3. Compute $\nabla_a LL$
4. Take a step in the direction of the gradient, e.g.,
$\vec{a}_{new} = \vec{a} + \epsilon \nabla_a LL$
where $\epsilon$ is the learning rate
5. If converged, stop
6. Go to Step 2, but use the values of $y_i$ as the starting point for the next Newton-Raphson iteration.

## Hessian Derivation

(Derived by Tom)

With the Hessian, it should be possible to use multidimensional Newton-Raphson (i.e., find the zero of the gradient) to compute $\vec{a}$ quickly.
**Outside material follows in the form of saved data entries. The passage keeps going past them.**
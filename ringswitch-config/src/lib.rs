//! # ringswitch configuration
//!
//! Hierarchical configuration for a switch engine: engine behaviour, the
//! linked interface, the channel pipeline, leaf filters, telemetry and the
//! in-memory simulator.
//!
//! Sources, later ones overriding earlier ones:
//! 1. Built-in defaults
//! 2. `config/ringswitch.yaml`
//! 3. `config/<RINGSWITCH_ENV>.yaml`
//! 4. `RINGSWITCH_*` environment variables, `__` separating nested keys
//!    (`RINGSWITCH_ENGINE__TX_RETRIES=4`)

#![deny(rustdoc::broken_intra_doc_links)]

use std::path::{Path, PathBuf};

use figment::{
    providers::{Env, Format, Serialized, Yaml},
    Figment,
};
use serde::{Deserialize, Serialize};
use validator::Validate;

use ringswitch_core::engine::EngineSettings;

mod engine;
mod error;
mod pipeline;
mod simulator;
mod telemetry;
pub mod validation;

pub use engine::{EngineConfig, LinkConfig};
pub use error::ConfigError;
pub use pipeline::{ChannelConfig, FilterConfig};
pub use simulator::SimulatorConfig;
pub use telemetry::TelemetryConfig;

const BASE_FILE: &str = "config/ringswitch.yaml";
const ENV_PREFIX: &str = "RINGSWITCH_";

#[derive(Debug, Clone, PartialEq, Eq, Serialize, Deserialize, Validate, Default)]
#[serde(default)]
#[validate(schema(function = validation::validate_topology))]
pub struct SwitchConfig {
    #[validate(nested)]
    pub engine: EngineConfig,

    #[validate(nested)]
    pub link: LinkConfig,

    /// Channels created in order once the engine is linked.
    #[validate(nested)]
    pub pipeline: Vec<ChannelConfig>,

    /// Filters attached after the pipeline is built.
    #[validate(nested)]
    pub filters: Vec<FilterConfig>,

    #[validate(nested)]
    pub telemetry: TelemetryConfig,

    #[validate(nested)]
    pub simulator: SimulatorConfig,
}

impl SwitchConfig {
    /// Loads defaults, the YAML files under `config/` and the environment.
    pub fn load() -> Result<Self, ConfigError> {
        let mut figment = Figment::from(Serialized::defaults(SwitchConfig::default()));

        if Path::new(BASE_FILE).exists() {
            figment = figment.merge(Yaml::file(BASE_FILE));
        }

        let env = std::env::var("RINGSWITCH_ENV").unwrap_or_else(|_| "production".into());
        let env_file = format!("config/{env}.yaml");
        if Path::new(&env_file).exists() {
            figment = figment.merge(Yaml::file(env_file));
        }

        Self::extract(figment)
    }

    /// Loads defaults, the file at `path` and the environment.
    pub fn load_from_path<P: AsRef<Path>>(path: P) -> Result<Self, ConfigError> {
        let path = path.as_ref();
        if !path.exists() {
            return Err(ConfigError::FileNotFound(PathBuf::from(path)));
        }

        let figment =
            Figment::from(Serialized::defaults(SwitchConfig::default())).merge(Yaml::file(path));
        Self::extract(figment)
    }

    fn extract(figment: Figment) -> Result<Self, ConfigError> {
        figment
            .merge(Env::prefixed(ENV_PREFIX).split("__"))
            .extract()
            .map_err(ConfigError::from)
            .and_then(|config: Self| {
                config.validate()?;
                Ok(config)
            })
    }

    pub fn engine_settings(&self) -> EngineSettings {
        self.engine.settings()
    }
}
//! Observability configuration.

use serde::{Deserialize, Serialize};
use validator::Validate;

use crate::validation;

#[derive(Debug, Clone, PartialEq, Eq, Serialize, Deserialize, Validate)]
#[serde(default)]
pub struct TelemetryConfig {
    /// Fallback filter when `RUST_LOG` is unset.
    #[validate(custom(function = validation::validate_log_level))]
    pub log_level: String,

    /// Export engine counters in Prometheus text format.
    pub metrics: bool,
}

impl Default for TelemetryConfig {
    fn default() -> Self {
        Self {
            log_level: "info".into(),
            metrics: true,
        }
    }
}
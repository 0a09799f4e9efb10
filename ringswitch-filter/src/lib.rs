//! # ringswitch-filter
//!
//! Frame predicates for rule-tree leaves: header field matches plus payload
//! byte patterns, compiled from a serializable [`FilterSpec`].

pub mod signatures;
pub mod spec;

use thiserror::Error;

pub use signatures::PatternSet;
pub use spec::{FilterSpec, FrameFilter};

#[derive(Debug, Error)]
pub enum FilterError {
    #[error("Empty pattern")]
    EmptyPattern,

    #[error("Invalid hex pattern {pattern}: {source}")]
    InvalidHex {
        pattern: String,
        #[source]
        source: hex::FromHexError,
    },

    #[error("Pattern compilation failed: {0}")]
    PatternError(String),
}
#![forbid(unsafe_code)]

//! The window panel: one content session, one texture, two consumers.
//!
//! A window owns exactly one *current* session at a time and multiplexes
//! its texture surface between that session's display and a local
//! overlay view (the bookmarks list). Exactly one of the two holds the
//! surface claim at any instant; the swap protocol releases one side
//! before attaching the other, in a fixed order.
//!
//! Everything here runs on the single owner thread. Engine callbacks
//! arrive pre-funneled as [`SessionEvent`](crate::session::SessionEvent)s
//! through the registry's pump.

use visor_core::event::{HoverPhase, PointerButtons, PointerPhase, RayHit};
use visor_core::geometry::{PixelSize, Point};
use visor_core::handle::PanelHandle;
use visor_placement::{Placement, SizeReference, clamp_aspect, clamp_extent, size_for_area_scale};
use visor_render::surface::{ClaimKind, SurfaceClaim, TextureHandle};

use rustc_hash::FxHashMap;

use crate::compositor::{PerformanceHint, WidgetSnapshot};
use crate::overlay::{OverlayContent, OverlayKind, OverlayPanel};
use crate::panel::{PanelCore, PanelError, ShowFocus};
use crate::registry::{SinkInterest, WindowContext};
use crate::session::{
    DisplayId, PromptId, PromptRequest, PromptResponse, SessionId, Viewport, WindowId,
};
use crate::settings::{PRIVATE_HOME_URI, WindowSettings};
use crate::topbar::TopBar;
use crate::view::BookmarksView;

/// Slot a window occupies in the external layout manager's arrangement.
#[derive(Debug, Clone, Copy, PartialEq, Eq, Default)]
pub enum WindowPlacement {
    #[default]
    Front,
    Left,
    Right,
}

/// Which consumer holds the window's texture claim.
#[derive(Debug, Clone, Copy, PartialEq, Eq)]
pub enum SurfaceOwner {
    /// The current session's display.
    Session,
    /// The local overlay view's bridge.
    Overlay,
    /// No consumer (no texture yet, or mid-teardown).
    None,
}

/// Observer of the bookmarks overlay's visibility.
pub trait BookmarkObserver {
    fn on_bookmarks_shown(&mut self, window: WindowId);
    fn on_bookmarks_hidden(&mut self, window: WindowId);
}

/// Snapshot of pre-immersive geometry, restored on exit.
#[derive(Debug, Clone, Copy, PartialEq)]
struct ImmersiveBackup {
    width: f32,
    height: f32,
}

/// A browsing window panel.
pub struct Window {
    id: WindowId,
    core: PanelCore,
    session: SessionId,
    display: Option<DisplayId>,
    display_claim: Option<SurfaceClaim>,
    bookmarks: BookmarksView,
    view_active: bool,
    private_mode: bool,
    border_width: u32,
    immersive: Option<ImmersiveBackup>,
    window_placement: WindowPlacement,
    max_scale: f32,
    settings: WindowSettings,
    reference: SizeReference,
    overlays: FxHashMap<OverlayKind, OverlayPanel>,
    last_pointer_down: Point,
    first_draw_callback: Option<Box<dyn FnOnce()>>,
    bookmark_observers: Vec<Box<dyn BookmarkObserver>>,
    top_bar: TopBar,
    interests: SinkInterest,
}

impl std::fmt::Debug for Window {
    fn fmt(&self, f: &mut std::fmt::Formatter<'_>) -> std::fmt::Result {
        f.debug_struct("Window")
            .field("id", &self.id)
            .field("core", &self.core)
            .field("session", &self.session)
            .field("display", &self.display)
            .field("view_active", &self.view_active)
            .field("private_mode", &self.private_mode)
            .field("border_width", &self.border_width)
            .field("window_placement", &self.window_placement)
            .finish_non_exhaustive()
    }
}
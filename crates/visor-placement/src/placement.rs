#![forbid(unsafe_code)]

//! The [`Placement`] record and its resolution math.

use serde::{Deserialize, Serialize};

use visor_core::geometry::{PixelSize, Vec3, WorldRect};
use visor_core::handle::PanelHandle;

use crate::scale::{SizeReference, clamp_aspect, clamp_extent};

/// Axis-angle rotation applied to a resolved panel quad.
#[derive(Debug, Clone, Copy, PartialEq, Serialize, Deserialize)]
pub struct Rotation {
    /// Rotation axis in world space.
    pub axis: Vec3,
    /// Rotation angle in radians.
    pub angle: f32,
}

impl Rotation {
    /// No rotation, around the world Y axis.
    pub const IDENTITY: Rotation = Rotation {
        axis: Vec3::new(0.0, 1.0, 0.0),
        angle: 0.0,
    };
}

impl Default for Rotation {
    fn default() -> Self {
        Self::IDENTITY
    }
}

/// Where a panel sits in 3D space, relative to a parent panel.
///
/// Surface size (`width`/`height`) is in device-independent pixels; world
/// size is in scene units. The world width is *derived* from the pixel
/// width through a [`SizeReference`] ratio — mutate both together through
/// [`set_surface_size`](Self::set_surface_size) or
/// [`set_world_width`](Self::set_world_width), never one alone. World
/// height always derives from the pixel aspect and is not stored.
#[derive(Debug, Clone, PartialEq, Serialize, Deserialize)]
pub struct Placement {
    /// Surface width in device-independent pixels.
    pub width: f32,
    /// Surface height in device-independent pixels.
    pub height: f32,
    /// World width in scene units. Keep consistent with `width`.
    pub world_width: f32,
    /// Anchor within self, x ∈ [0, 1].
    pub anchor_x: f32,
    /// Anchor within self, y ∈ [0, 1].
    pub anchor_y: f32,
    /// Anchor within the parent rect, x ∈ [0, 1].
    pub parent_anchor_x: f32,
    /// Anchor within the parent rect, y ∈ [0, 1].
    pub parent_anchor_y: f32,
    /// World-space offset from the resolved anchor position.
    pub translation: Vec3,
    /// Axis-angle rotation of the panel quad.
    pub rotation: Rotation,
    /// Curvature radius of this panel's own surface; 0 renders flat.
    pub curvature_radius: f32,
    /// Per-panel curvature override. `Some(0.0)` forces flat rendering
    /// even under a cylindrical parent; `None` inherits.
    pub cylinder_map_radius: Option<f32>,
    /// Texture pixels per device-independent pixel.
    pub density: f32,
    /// Whether the compositor should draw this panel.
    pub visible: bool,
    /// Whether the panel's texture is fully opaque.
    pub opaque: bool,
    /// Set once the first frame has been composited.
    pub first_draw_done: bool,
    /// Parent panel, by handle. `None` for root panels.
    pub parent: Option<PanelHandle>,
}

impl Placement {
    /// Create a placement with the given surface size, deriving the world
    /// width from the reference ratio.
    pub fn new(width: f32, height: f32, reference: &SizeReference) -> Self {
        let width = clamp_extent(width);
        let height = clamp_extent(height);
        Self {
            width,
            height,
            world_width: reference.world_width_for_pixels(width),
            anchor_x: 0.5,
            anchor_y: 0.5,
            parent_anchor_x: 0.5,
            parent_anchor_y: 0.5,
            translation: Vec3::ZERO,
            rotation: Rotation::IDENTITY,
            curvature_radius: 0.0,
            cylinder_map_radius: None,
            density: 1.0,
            visible: false,
            opaque: true,
            first_draw_done: false,
            parent: None,
        }
    }

    /// Surface aspect ratio (width / height), clamped away from zero.
    #[inline]
    pub fn aspect(&self) -> f32 {
        clamp_aspect(self.width / clamp_extent(self.height))
    }

    /// World size in scene units; height derives from the pixel aspect.
    #[inline]
    pub fn world_size(&self) -> (f32, f32) {
        let width = clamp_extent(self.world_width);
        (width, width / self.aspect())
    }

    /// Backing texture size: surface pixels scaled by density, rounded up.
    pub fn texture_size(&self) -> PixelSize {
        let density = if self.density.is_finite() && self.density > 0.0 {
            self.density
        } else {
            1.0
        };
        PixelSize::new(
            (self.width * density).ceil().max(1.0) as u32,
            (self.height * density).ceil().max(1.0) as u32,
        )
    }

    /// Set the surface pixel size and re-derive the world width.
    pub fn set_surface_size(&mut self, width: f32, height: f32, reference: &SizeReference) {
        self.width = clamp_extent(width);
        self.height = clamp_extent(height);
        self.world_width = reference.world_width_for_pixels(self.width);
    }

    /// Set the world width and re-derive the surface pixel size at the
    /// current aspect.
    pub fn set_world_width(&mut self, world_width: f32, reference: &SizeReference) {
        let aspect = self.aspect();
        self.world_width = clamp_extent(world_width);
        self.width = reference.pixels_for_world_width(self.world_width) as f32;
        self.height = clamp_extent((self.width / aspect).floor());
    }

    /// Resolve this placement against a parent's resolved rectangle.
    ///
    /// Pure: same inputs always produce the same output, and neither the
    /// placement nor the parent rect is mutated. The panel's top-left
    /// lands so that its own anchor point coincides with the parent's
    /// parent-anchor point, offset by the translation.
    pub fn world_rect(&self, parent: &WorldRect) -> WorldRect {
        let (world_w, world_h) = self.world_size();
        let at = parent.anchor_point(self.parent_anchor_x, self.parent_anchor_y);
        WorldRect::new(
            at.x - self.anchor_x * world_w + self.translation.x,
            at.y - self.anchor_y * world_h + self.translation.y,
            at.z + self.translation.z,
            world_w,
            world_h,
        )
    }

    /// Curvature radius this panel renders with, given the radius it
    /// would inherit from its owning window.
    ///
    /// The override wins outright: `Some(0.0)` pins a sub-panel flat under
    /// a curved window (projection menus rely on this).
    pub fn effective_cylinder_radius(&self, inherited: f32) -> f32 {
        if let Some(radius) = self.cylinder_map_radius {
            return radius.max(0.0);
        }
        if self.curvature_radius > 0.0 {
            self.curvature_radius
        } else {
            inherited.max(0.0)
        }
    }

    /// Arc angle (radians) subtended when wrapped on a cylinder of the
    /// given radius. Zero means flat rendering.
    pub fn cylinder_arc_angle(&self, radius: f32) -> f32 {
        if radius <= 0.0 {
            return 0.0;
        }
        let (world_w, _) = self.world_size();
        world_w / radius
    }
}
$\nabla^2_a LL = \left[ {{\partial^2 LL} \over {\partial a_j \partial a_k}} \right]$

The next line follows from differentiating $m = \left(\vec{a}\cdot\vec{b}\right)^{-1}$

${{\partial m}\over{\partial a_k}} = -m(y)^2 (- s(y) m(y) B_k + b_k)$

For conciseness, I'll write $y$ for $y_i = y(x_i)$. Let $t_i$ denote the $j^{th}$ term for the $i^{th}$ data point of $\nabla_a LL$

$t_i = m(y) b_j(y) - \left( \vec{a}\cdot \vec{b'}(y) \right) m^2(y) B_j(y) = m(y) b_j(y) - s(y) B_j(y)$

So

${{\partial^2 LL} \over {\partial a_j \partial a_k}} = -{\partial \over {\partial a_k}} \sum_i t_i = -\sum_i {{\partial t_i}\over{\partial a_k}}$

The derivation is:

${{\partial t_i}\over{\partial a_k}} = {{\partial m}\over{\partial a_k}} b_j + m(y) b'_j(y) {{\partial y}\over{\partial a_k}} - s(y) m(y)^2 b_j(y) {{\partial y}\over{\partial a_k}} - 2 s(y) m(y) {{\partial m}\over{\partial a_k}} B_j(y) - {{\partial s(y)}\over{\partial a_k}} m(y)^2 B_j(y)$

A previous derivation is as follows (Note: After correcting a mistake in sign, I believe this is identical to the preceding one):

$\begin{split} {{\partial t_i}\over{\partial a_k}} &= m(y) \vec{b'}(y) {{\partial y}\over{\partial a_k}} &+ m'(y) b_j(y) {{\partial y}\over{\partial a_k}} \\ &&- \left( \vec{a}\cdot \vec{b'}(y) \right) m^2(y) b_j(y) {{\partial y}\over{\partial a_k}} \\ &&- \left( \vec{a}\cdot \vec{b'}(y) \right) 2 m(y) m'(y) {{\partial y}\over{\partial a_k}} B_j(y) \\ &&- \left( \vec{a}\cdot \vec{b''}(y) {{\partial y}\over{\partial a_k}} + b'_k(y) \right) m^2(y) B_j(y) \end{split}$
$\begin{split} {{\partial t_i}\over{\partial a_k}} &= {{\partial y}\over{\partial a_k}} \left[ m(y) \vec{b'}(y)\right. &+ m'(y) b_j(y) \\ &&- \left( \vec{a}\cdot \vec{b'}(y) \right) m^2(y) b_j(y) \\ &&- \left( \vec{a}\cdot \vec{b'}(y) \right) 2 m(y) m'(y) B_j(y) \\ &&- \left. \left( \vec{a}\cdot \vec{b''}(y) \right) m^2(y) B_j(y) \right] - b'_k(y) m^2(y) B_j(y) \end{split}$

Using ${{\partial y}\over{\partial a_k}} = -m(y) \vec{B}_k(y)$, we have

$\begin{split} {{\partial^2 LL} \over {\partial a_j \partial a_k}} &= \sum_i \left( -m(y) \vec{B}_k(y) \left[ m(y) \vec{b'}(y)\right.\right. &+ m'(y) b_j(y) \\ &&- s(y) m^2(y) b_j(y) \\ &&- 2 s(y) m(y) m'(y) B_j(y) \\ &&- \left.\left. s'(y) m^2(y) B_j(y) \right] - m^2(y) b'_k(y) B_j(y) \right) \end{split}$

where $s'(y) = \vec{a}\cdot \vec{b''}(y)$

## Future work

• The Hessian makes it possible to use Newton-Raphson for the whole MaxLL fit (faster convergence than simple gradient descent).
• Can we solve this as an constrained optimization problem (LP) using both a and y as decision variables with the extra constraint x = M(y)?